- **Aim of the exercise**
Output the line that contains "definition, shared across" and every line after it to the end of the entries, with nothing added or left out.

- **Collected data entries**
········

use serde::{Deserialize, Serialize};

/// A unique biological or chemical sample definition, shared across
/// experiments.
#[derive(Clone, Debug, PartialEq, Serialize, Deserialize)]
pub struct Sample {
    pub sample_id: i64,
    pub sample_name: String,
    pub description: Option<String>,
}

········

- **Answer to the problem**
/// A unique biological or chemical sample definition, shared across
/// experiments.
#[derive(Clone, Debug, PartialEq, Serialize, Deserialize)]
pub struct Sample {
    pub sample_id: i64,
    pub sample_name: String,
    pub description: Option<String>,
}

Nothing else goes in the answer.